Autoridade descarta que vento forte seja causa principal do encalhamento do cargueiro.
Lusa 27 de Março de 2021 às 15:09
Tráfego marítimo suspenso para retirar navio porta-contentores preso no Canal do Suez no Egito
Tráfego marítimo suspenso para retirar navio porta-contentores preso no Canal do Suez no Egito FOTO: Reuters
O presidente da Autoridade do Canal do Suez, Osama Rabie, disse este sábado não poder dizer quando este importante canal marítimo, bloqueado desde terça-feira pelo porta-contentores "Ever Given", será desbloqueado.

"É difícil avançar uma data para resolver o problema", disse Rabie numa conferência de imprensa na sede daquela Autoridade, na cidade de Ismailia, naquela que foi a sua primeira aparição pública perante os jornalistas.

Osama Rabie afirmou-se, ainda assim, otimista quanto à possibilidade de o enorme navio ser desencalhado pelos 14 rebocadores que desde sexta-feira o tentam mover, embora tal esteja dependente de uma maré favorável.

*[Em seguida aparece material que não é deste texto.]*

fn main() {
    let crate_dir = std::env::var("CARGO_MANIFEST_DIR").unwrap();
    let config = cbindgen::Config::from_file("cbindgen.toml")
        .unwrap_or_default();

    cbindgen::Builder::new()
        .with_crate(crate_dir)
        .with_config(config)
        .generate()
        .expect("Unable to generate C bindings")
        .write_to_file("../../include/weightfile.h");
}
//! `wf-safetensors` - Reference safetensors container backend for weightfile.
//!
//! Memory-maps a safetensors file, validates the header at open time, and
//! serves dense loads through the `wf-core` copy engine directly off the
//! mapped bytes.

pub mod container;
pub mod header;

pub use container::{weight_format_for_dtype, SafetensorsContainer};
pub use header::{SafetensorsHeader, TensorEntry};
/// Load the named tensor densely into `tensor`, converting to `format`.
///
/// `tensor` must hold at least element-count x format-width bytes.
#[no_mangle]
pub unsafe extern "C" fn wf_load_tensor_dense(
    file: *const WfTensorFile,
    tensor_name: *const c_char,
    tensor: *mut c_char,
    format: WfWeightFormat,
    ordering: WfOrdering,
) -> WfStatus {
    catch_panic(|| load_dense_impl(file, tensor_name, tensor, format, ordering, None))
}

/// Like `wf_load_tensor_dense` with an axis permutation of rank entries,
/// zero- or one-indexed.
#[no_mangle]
pub unsafe extern "C" fn wf_load_tensor_dense_permuted(
    file: *const WfTensorFile,
    tensor_name: *const c_char,
    tensor: *mut c_char,
    format: WfWeightFormat,
    ordering: WfOrdering,
    permutation: *const c_int,
) -> WfStatus {
    catch_panic(|| {
        if permutation.is_null() {
            set_last_error("null argument".to_string());
            return WfStatus::ErrorInvalidArgument;
        }
        load_dense_impl(file, tensor_name, tensor, format, ordering, Some(permutation))
    })
}

/// Load the named tensor as CSR triples: values, row pointers (rows + 1
/// entries), column indices (nnz entries).
#[no_mangle]
pub unsafe extern "C" fn wf_load_tensor_sparse(
    file: *const WfTensorFile,
    tensor_name: *const c_char,
    values: *mut c_char,
    first_indices: *mut c_int,
    second_indices: *mut c_int,
    sparse_format: WfSparseFormat,
    weight_format: WfWeightFormat,
    ordering: WfOrdering,
) -> WfStatus {
    catch_panic(|| {
        if file.is_null()
            || tensor_name.is_null()
            || values.is_null()
            || first_indices.is_null()
            || second_indices.is_null()
        {
            set_last_error("null argument".to_string());
            return WfStatus::ErrorInvalidArgument;
        }
        let name = match name_arg(tensor_name) {
            Ok(n) => n,
            Err(status) => return status,
        };
        let container = &(*file).container;
        // a backend without sparse support fails here, before any buffer
        // is touched
        let nnz = match container.nnz(name) {
            Ok(nnz) => nnz,
            Err(e) => return fail(e),
        };
        let shape = match container.extents(name, None) {
            Ok(shape) => shape,
            Err(e) => return fail(e),
        };
        if shape.ndim() != 2 {
            set_last_error(format!(
                "CSR loading requires a rank-2 tensor, '{}' has rank {}",
                name,
                shape.ndim()
            ));
            return WfStatus::ErrorInvalidArgument;
        }
        let format = WeightFormat::from(weight_format);
        let values = std::slice::from_raw_parts_mut(values as *mut u8, nnz * format.width());
        let first = std::slice::from_raw_parts_mut(first_indices, shape.dim(0) + 1);
        let second = std::slice::from_raw_parts_mut(second_indices, nnz);
        match container.load_sparse(
            name,
            sparse_format.into(),
            format,
            ordering.into(),
            values,
            first,
            second,
        ) {
            Ok(()) => WfStatus::Ok,
            Err(e) => fail(e),
        }
    })
}

/// Retrieve the last error message.
///
/// Returns a pointer to a C string describing the most recent error, or
/// null if no error has occurred. The caller must free the returned string
/// with `wf_free_string`.
#[no_mangle]
pub extern "C" fn wf_last_error() -> *const c_char {
    match error::take_last_error() {
        Some(e) => e.into_raw(),
        None => std::ptr::null(),
    }
}

/// Free a string previously returned by `wf_last_error`.
#[no_mangle]
pub unsafe extern "C" fn wf_free_string(s: *mut c_char) {
    if !s.is_null() {
        drop(CString::from_raw(s));
    }
}
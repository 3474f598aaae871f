use std::fmt;

/// A tensor shape, wrapping a vector of axis extents.
#[derive(Debug, Clone, PartialEq, Eq, Hash)]
pub struct Shape {
    dims: Vec<usize>,
}

impl Shape {
    /// Create a new shape from a vector of extents.
    pub fn new(dims: Vec<usize>) -> Self {
        Shape { dims }
    }

    /// Create a shape from a slice of extents.
    pub fn from_slice(dims: &[usize]) -> Self {
        Shape {
            dims: dims.to_vec(),
        }
    }

    /// Number of axes (rank).
    pub fn ndim(&self) -> usize {
        self.dims.len()
    }

    /// Total number of elements (product of all extents; 1 for rank 0).
    pub fn numel(&self) -> usize {
        self.dims.iter().product()
    }

    /// Returns the extent of axis `i`.
    ///
    /// # Panics
    /// Panics if `i >= ndim()`.
    pub fn dim(&self, i: usize) -> usize {
        self.dims[i]
    }

    /// Returns a reference to the underlying extents.
    pub fn dims(&self) -> &[usize] {
        &self.dims
    }

    /// Computes row-major contiguous strides for this shape.
    ///
    /// For a shape [d0, d1, d2], the strides are [d1*d2, d2, 1].
    pub fn strides(&self) -> Vec<usize> {
        if self.dims.is_empty() {
            return vec![];
        }
        let mut strides = vec![0usize; self.dims.len()];
        strides[self.dims.len() - 1] = 1;
        for i in (0..self.dims.len() - 1).rev() {
            strides[i] = strides[i + 1] * self.dims[i + 1];
        }
        strides
    }

    /// Returns the shape with axes reordered: axis `i` of the result is
    /// axis `permutation[i]` of `self`.
    ///
    /// # Panics
    /// Panics if any entry of `permutation` is out of range.
    pub fn permuted(&self, permutation: &[usize]) -> Shape {
        Shape {
            dims: permutation.iter().map(|&p| self.dims[p]).collect(),
        }
    }
}

impl fmt::Display for Shape {
    fn fmt(&self, f: &mut fmt::Formatter<'_>) -> fmt::Result {
        write!(f, "[")?;
        for (i, d) in self.dims.iter().enumerate() {
            if i > 0 {
                write!(f, ", ")?;
            }
            write!(f, "{}", d)?;
        }
        write!(f, "]")
    }
}

impl From<Vec<usize>> for Shape {
    fn from(dims: Vec<usize>) -> Self {
        Shape::new(dims)
    }
}

impl From<&[usize]> for Shape {
    fn from(dims: &[usize]) -> Self {
        Shape::from_slice(dims)
    }
}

O responsável da Autoridade egípcia do Canal de Suez avançou ainda que as fortes rajadas de vento não foram a principal razão para que a embarcação tenha encalhado: "Fortes rajadas de vento e fatores meteorológicos não são as únicas razões principais para o encalhe do navio. Outros erros, humanos ou técnicos, também podem ter acontecido", disse.

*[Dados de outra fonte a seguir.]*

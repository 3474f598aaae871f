use crate::format::WeightFormat;
use thiserror::Error;

/// Errors shared by the copy engine and every tensor-source backend.
///
/// Open-time failures (`OpenFailed`, `MalformedContainer`) abort container
/// construction; all other kinds are local to the request that raised them
/// and leave the container usable.
#[derive(Error, Debug)]
pub enum WeightError {
    #[error("failed to open {path}: {source}")]
    OpenFailed {
        path: String,
        #[source]
        source: std::io::Error,
    },
    #[error("malformed container: {0}")]
    MalformedContainer(String),
    #[error("tensor '{name}' not found; available: {available}")]
    TensorNotFound { name: String, available: String },
    #[error("invalid permutation: {0}")]
    InvalidPermutation(String),
    #[error("unsupported conversion from {from} to {to}")]
    UnsupportedConversion {
        from: WeightFormat,
        to: WeightFormat,
    },
    #[error("unsupported tensor dtype: {0}")]
    UnsupportedDType(String),
    #[error("rank mismatch: expected {expected}, got {got}")]
    RankMismatch { expected: usize, got: usize },
    #[error("destination buffer too small: need {needed} bytes, got {got}")]
    BufferTooSmall { needed: usize, got: usize },
    #[error("{0} not supported by this tensor source")]
    Unsupported(&'static str),
}

pub type Result<T> = std::result::Result<T, WeightError>;
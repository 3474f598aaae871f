use crate::error::{Result, WeightError};
use crate::format::Ordering;

/// Canonicalize a raw axis permutation plus an ordering convention into a
/// single zero-indexed, row-major permutation.
///
/// The returned vector is empty when no reordering is required (the
/// identity), which callers use as the linear-copy fast-path signal.
///
/// Accepted raw forms, detected from the entry range:
/// - zero-indexed, entries over `[0, rank)`
/// - one-indexed, entries over `[1, rank]` (shifted down by one)
///
/// With no permutation given, `RowMajor` means "keep the stored order"
/// (empty) and `ColMajor` means "reverse all axes". With a permutation
/// given under `ColMajor`, the request addresses the reversed axis order,
/// so each index is mirrored (`x -> rank-1-x`) and the sequence reversed
/// before validation.
pub fn canonical_permutation(
    permutation: Option<&[usize]>,
    ordering: Ordering,
    rank: usize,
) -> Result<Vec<usize>> {
    let Some(raw) = permutation else {
        return Ok(match ordering {
            Ordering::RowMajor => Vec::new(),
            // reversed iota; rank <= 1 reverses to itself
            Ordering::ColMajor if rank > 1 => (0..rank).rev().collect(),
            Ordering::ColMajor => Vec::new(),
        });
    };

    if raw.len() != rank {
        return Err(WeightError::RankMismatch {
            expected: rank,
            got: raw.len(),
        });
    }
    if rank == 0 {
        return Ok(Vec::new());
    }

    let min = *raw.iter().min().unwrap();
    let max = *raw.iter().max().unwrap();
    let mut canonical: Vec<usize> = if min == 0 && max == rank - 1 {
        raw.to_vec()
    } else if min == 1 && max == rank {
        raw.iter().map(|&x| x - 1).collect()
    } else {
        return Err(WeightError::InvalidPermutation(format!(
            "entries {:?} span neither [0, {}) nor [1, {}]",
            raw, rank, rank
        )));
    };

    if ordering == Ordering::ColMajor {
        for x in canonical.iter_mut() {
            *x = rank - 1 - *x;
        }
        canonical.reverse();
    }

    let mut sorted = canonical.clone();
    sorted.sort_unstable();
    if sorted.windows(2).any(|w| w[0] == w[1]) {
        return Err(WeightError::InvalidPermutation(format!(
            "duplicate axis in {:?}",
            raw
        )));
    }

    // identity after canonicalization: nothing to do
    if canonical.windows(2).all(|w| w[0] < w[1]) {
        return Ok(Vec::new());
    }
    Ok(canonical)
}
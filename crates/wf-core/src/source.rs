use crate::error::{Result, WeightError};
use crate::format::{Ordering, SparseFormat, WeightFormat};
use crate::shape::Shape;

/// The capability contract every tensor container backend implements.
///
/// A source owns its backing resource (a memory mapping or file handle) and
/// a table of tensor descriptors built when the container was opened. Byte
/// views returned by [`raw_buffers`](TensorSource::raw_buffers) borrow the
/// source and cannot outlive it.
///
/// Optional capabilities (sparse access, zero-copy views) have default
/// bodies so a backend only implements what its format can deliver.
pub trait TensorSource {
    /// Names of all tensors in the container, in a stable order.
    fn tensor_names(&self) -> &[String];

    /// Whether the named tensor is stored in a sparse representation.
    fn is_sparse(&self, name: &str) -> Result<bool>;

    /// Number of axes of the named tensor.
    fn rank(&self, name: &str) -> Result<usize> {
        Ok(self.extents(name, None)?.ndim())
    }

    /// Total element count; always the product of the extents (1 for a
    /// scalar's empty shape).
    fn element_count(&self, name: &str) -> Result<usize> {
        Ok(self.extents(name, None)?.numel())
    }

    /// The tensor's shape. A permutation, if given, is canonicalized as
    /// row-major and applied before returning, so callers can size
    /// destination buffers for a permuted load without performing it.
    fn extents(&self, name: &str, permutation: Option<&[usize]>) -> Result<Shape>;

    /// Load the named tensor densely into `dest`, converting every element
    /// to `format` and re-laying the axes per `ordering`/`permutation`.
    ///
    /// `dest` must hold at least `element_count * format.width()` bytes.
    fn load_dense(
        &self,
        name: &str,
        format: WeightFormat,
        ordering: Ordering,
        dest: &mut [u8],
        permutation: Option<&[usize]>,
    ) -> Result<()>;

    /// Load the named tensor in a compressed sparse representation: values,
    /// row pointers, and column indices for [`SparseFormat::Csr`].
    fn load_sparse(
        &self,
        _name: &str,
        _sparse_format: SparseFormat,
        _weight_format: WeightFormat,
        _ordering: Ordering,
        _values: &mut [u8],
        _first_indices: &mut [i32],
        _second_indices: &mut [i32],
    ) -> Result<()> {
        Err(WeightError::Unsupported("sparse loading"))
    }

    /// Number of stored non-zero elements of a sparse tensor.
    fn nnz(&self, _name: &str) -> Result<usize> {
        Err(WeightError::Unsupported("nnz"))
    }

    /// Extents of the buffers a sparse load would fill.
    fn sparse_extents(&self, _name: &str, _format: SparseFormat) -> Result<Vec<usize>> {
        Err(WeightError::Unsupported("sparse extents"))
    }

    /// Zero-copy byte views over the tensor's stored data: one span for a
    /// dense tensor, potentially several for a sparse one, empty when the
    /// backend cannot expose a view.
    fn raw_buffers(&self, _name: &str) -> Result<Vec<&[u8]>> {
        Ok(Vec::new())
    }
}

Desde terça-feira que está encalhado no Canal de Suez um barco porta-contentores, o "Ever Given", com 400 metros de comprimento e uma capacidade superior a 200 mil toneladas, que bloqueou esta rota entre os mares Mediterrâneo e Vermelho, deixando mais de 230 navios à espera para poderem avançar.

Um relatório da seguradora francesa Euler Hermes, filial da alemã Allianz, estima que o encerramento do canal pode custar ao comércio internacional, por dia, entre seis mil milhões e dez mil milhões de dólares (entre 5.100 milhões e 8.500 milhões de euros).